**EXERCISE BRIEF:** After reading the listing below, copy it out exactly.

[DATA TO EXAMINE]

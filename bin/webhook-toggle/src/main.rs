//! Interactively flip webhook-driven checks up or down.

use std::io::Write;
use std::time::Duration;

use clap::Parser;
use config::WebhookOpts;
use dotenvy::dotenv;
use tasks::webhook::Toggler;
use tokio::io::{AsyncBufReadExt, BufReader};
use tracing_subscriber::filter::EnvFilter;

#[tokio::main]
async fn main() -> eyre::Result<()> {
    if let Ok(custom_env_file) = std::env::var("ENV_FILE") {
        dotenvy::from_filename(custom_env_file)?;
    } else {
        dotenv().ok();
    }

    let opts = WebhookOpts::parse();

    tracing_subscriber::fmt()
        .with_env_filter(
            EnvFilter::try_from_default_env().unwrap_or_else(|_| EnvFilter::new("info")),
        )
        .init();

    let http = reqwest::Client::new();
    let mut toggler = Toggler::new(opts.webhooks);
    let mut lines = BufReader::new(tokio::io::stdin()).lines();

    loop {
        print!("{}", toggler.prompt());
        std::io::stdout().flush()?;

        let line = tokio::select! {
            line = lines.next_line() => match line? {
                Some(line) => line,
                None => break,
            },
            _ = tokio::signal::ctrl_c() => break,
        };

        if let Some(submission) = toggler.feed(&line) {
            client::post_webhook(&http, &submission.url, submission.state_is_up).await?;
            let state = if submission.state_is_up { "UP" } else { "DOWN" };
            println!("\nSet {} to {state}", submission.name);
            // Give the service a moment to process the state change.
            tokio::time::sleep(Duration::from_secs(5)).await;
        }
    }

    println!("\nbye!");
    Ok(())
}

[/DATA TO EXAMINE]

**OUTPUT OF THE EXERCISE:**
filename bin/webhook-toggle/src/main.rs
//! Interactively flip webhook-driven checks up or down.

use std::io::Write;
use std::time::Duration;

use clap::Parser;
use config::WebhookOpts;
use dotenvy::dotenv;
use tasks::webhook::Toggler;
use tokio::io::{AsyncBufReadExt, BufReader};
use tracing_subscriber::filter::EnvFilter;

#[tokio::main]
async fn main() -> eyre::Result<()> {
    if let Ok(custom_env_file) = std::env::var("ENV_FILE") {
        dotenvy::from_filename(custom_env_file)?;
    } else {
        dotenv().ok();
    }

    let opts = WebhookOpts::parse();

    tracing_subscriber::fmt()
        .with_env_filter(
            EnvFilter::try_from_default_env().unwrap_or_else(|_| EnvFilter::new("info")),
        )
        .init();

    let http = reqwest::Client::new();
    let mut toggler = Toggler::new(opts.webhooks);
    let mut lines = BufReader::new(tokio::io::stdin()).lines();

    loop {
        print!("{}", toggler.prompt());
        std::io::stdout().flush()?;

        let line = tokio::select! {
            line = lines.next_line() => match line? {
                Some(line) => line,
                None => break,
            },
            _ = tokio::signal::ctrl_c() => break,
        };

        if let Some(submission) = toggler.feed(&line) {
            client::post_webhook(&http, &submission.url, submission.state_is_up).await?;
            let state = if submission.state_is_up { "UP" } else { "DOWN" };
            println!("\nSet {} to {state}", submission.name);
            // Give the service a moment to process the state change.
            tokio::time::sleep(Duration::from_secs(5)).await;
        }
    }

    println!("\nbye!");
    Ok(())
}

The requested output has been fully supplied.